Since most of the work to become an electrician in Ireland is completed ‘on the job’ as an apprentice, you will be able to start making cash from the very first day.

On this page, we are going to walk you through everything that you really need to know about becoming an electrician in Ireland. This means information on the average wage, the types of jobs an electrician can expect to perform, as well as the exact route that you need to follow to become a fully-qualified electrician.

Average Wage For An Electrician In Ireland

The average wage of an apprentice electrician in Ireland is pretty high. Depending on which part of Ireland they work in, an apprentice electrician can expect to earn around €33,000 a year. This can go up to well in excess of €50,000 when fully qualified.

Do bear in mind that the average wage can vary drastically based on where you live. In some of the smaller counties of Ireland, the average wage can be as low as €30,000 per year, even when fully qualified.

Can You Move Between Ireland And The UK With Your Irish Electrician Qualifications?

Not easily, no.

Before Brexit, the process was a little bit easier. The mutual recognition of qualifications was enshrined in the law. However, since December 2020, this has no longer been the case.

If you are an Irish electrician looking to work in the UK, then you will need to obtain a JIB card. This will require you to complete a few examinations.

This includes working in Northern Ireland.

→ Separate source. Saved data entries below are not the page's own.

use std::fmt;

use chrono::{DateTime, NaiveDateTime};
use serde::{Deserialize, Deserializer, Serialize};

/// Opaque notification key. The backend emits numeric ids; string ids are
/// accepted too so the same type works against either form.
#[derive(Debug, Clone, PartialEq, Eq, Hash, PartialOrd, Ord, Serialize, Deserialize)]
#[serde(from = "RawId", into = "String")]
pub struct NotificationId(String);

#[derive(Deserialize)]
#[serde(untagged)]
enum RawId {
    Number(i64),
    Text(String),
}

impl From<RawId> for NotificationId {
    fn from(raw: RawId) -> Self {
        match raw {
            RawId::Number(n) => Self(n.to_string()),
            RawId::Text(s) => Self(s),
        }
    }
}

impl From<NotificationId> for String {
    fn from(id: NotificationId) -> Self {
        id.0
    }
}

impl From<&str> for NotificationId {
    fn from(s: &str) -> Self {
        Self(s.to_string())
    }
}

impl From<String> for NotificationId {
    fn from(s: String) -> Self {
        Self(s)
    }
}

impl From<i64> for NotificationId {
    fn from(n: i64) -> Self {
        Self(n.to_string())
    }
}

impl NotificationId {
    pub fn as_str(&self) -> &str {
        &self.0
    }
}

impl fmt::Display for NotificationId {
    fn fmt(&self, f: &mut fmt::Formatter<'_>) -> fmt::Result {
        f.write_str(&self.0)
    }
}

/// Notification category as tagged by the backend.
#[derive(Debug, Clone, PartialEq, Eq, Hash, Default, Serialize, Deserialize)]
#[serde(from = "String", into = "String")]
pub enum NotificationKind {
    NewOrder,
    Order,
    OrderApproved,
    OrderConfirmed,
    OrderStatus,
    SellerApproval,
    #[default]
    System,
    Other(String),
}

impl NotificationKind {
    pub fn as_str(&self) -> &str {
        match self {
            NotificationKind::NewOrder => "NEW_ORDER",
            NotificationKind::Order => "ORDER",
            NotificationKind::OrderApproved => "ORDER_APPROVED",
            NotificationKind::OrderConfirmed => "ORDER_CONFIRMED",
            NotificationKind::OrderStatus => "ORDER_STATUS",
            NotificationKind::SellerApproval => "SELLER_APPROVAL",
            NotificationKind::System => "SYSTEM",
            NotificationKind::Other(s) => s,
        }
    }

    /// Order events get the package icon on every surface.
    pub fn is_order(&self) -> bool {
        matches!(
            self,
            NotificationKind::NewOrder
                | NotificationKind::Order
                | NotificationKind::OrderApproved
                | NotificationKind::OrderConfirmed
                | NotificationKind::OrderStatus
        )
    }
}

impl From<String> for NotificationKind {
    fn from(s: String) -> Self {
        match s.as_str() {
            "NEW_ORDER" => NotificationKind::NewOrder,
            "ORDER" => NotificationKind::Order,
            "ORDER_APPROVED" => NotificationKind::OrderApproved,
            "ORDER_CONFIRMED" => NotificationKind::OrderConfirmed,
            "ORDER_STATUS" => NotificationKind::OrderStatus,
            "SELLER_APPROVAL" => NotificationKind::SellerApproval,
            "SYSTEM" => NotificationKind::System,
            _ => NotificationKind::Other(s),
        }
    }
}

impl From<NotificationKind> for String {
    fn from(kind: NotificationKind) -> Self {
        match kind {
            NotificationKind::Other(s) => s,
            known => known.as_str().to_string(),
        }
    }
}

/// A single notification as delivered by either the poll or the push path.
///
/// Everything except `is_read` is fixed once the backend creates the record;
/// `is_read` only changes through the read-state protocol.
#[derive(Debug, Clone, PartialEq, Serialize, Deserialize)]
pub struct Notification {
    pub id: NotificationId,
    #[serde(rename = "type", default)]
    pub kind: NotificationKind,
    #[serde(default)]
    pub title: String,
    #[serde(default)]
    pub message: String,
    #[serde(rename = "createdAt", deserialize_with = "deserialize_created_at")]
    pub created_at: NaiveDateTime,
    /// Deep-link target. The backend calls it `link`, some views `path`.
    #[serde(
        rename = "link",
        alias = "path",
        default,
        skip_serializing_if = "Option::is_none"
    )]
    pub path: Option<String>,
    #[serde(rename = "isRead", alias = "read", default)]
    pub is_read: bool,
}

impl Notification {
    /// Decode a push payload body.
    pub fn from_json(body: &str) -> Result<Self, serde_json::Error> {
        serde_json::from_str(body)
    }
}

/// Local date-time (`2024-05-01T10:15:30.123`) or RFC 3339 with offset,
/// the latter normalized to UTC.
fn deserialize_created_at<'de, D>(deserializer: D) -> Result<NaiveDateTime, D::Error>
where
    D: Deserializer<'de>,
{
    let raw = String::deserialize(deserializer)?;
    if let Ok(naive) = raw.parse::<NaiveDateTime>() {
        return Ok(naive);
    }
    DateTime::parse_from_rfc3339(&raw)
        .map(|dt| dt.naive_utc())
        .map_err(|e| serde::de::Error::custom(format!("invalid createdAt '{}': {}", raw, e)))
}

Jobs As An Electrician In Ireland

The work as an electrician can be varied. Sure, the bulk of your time will be spent repairing small faults in electrical systems. You know, the odd light switch or light socket here and there. However, no day as an electrician is ever the same. You may be asked to perform the following jobs:

  • Planning the electrical layout for new buildings. This means planning how wiring, outlets, and lights need to be set up.
  • Checking architectural blueprints to establish how the current electrical systems are set–up.
  • Installing electrical systems. This includes wiring, lights, and circuit breakers.
  • Repairs and maintenance to current electrical systems.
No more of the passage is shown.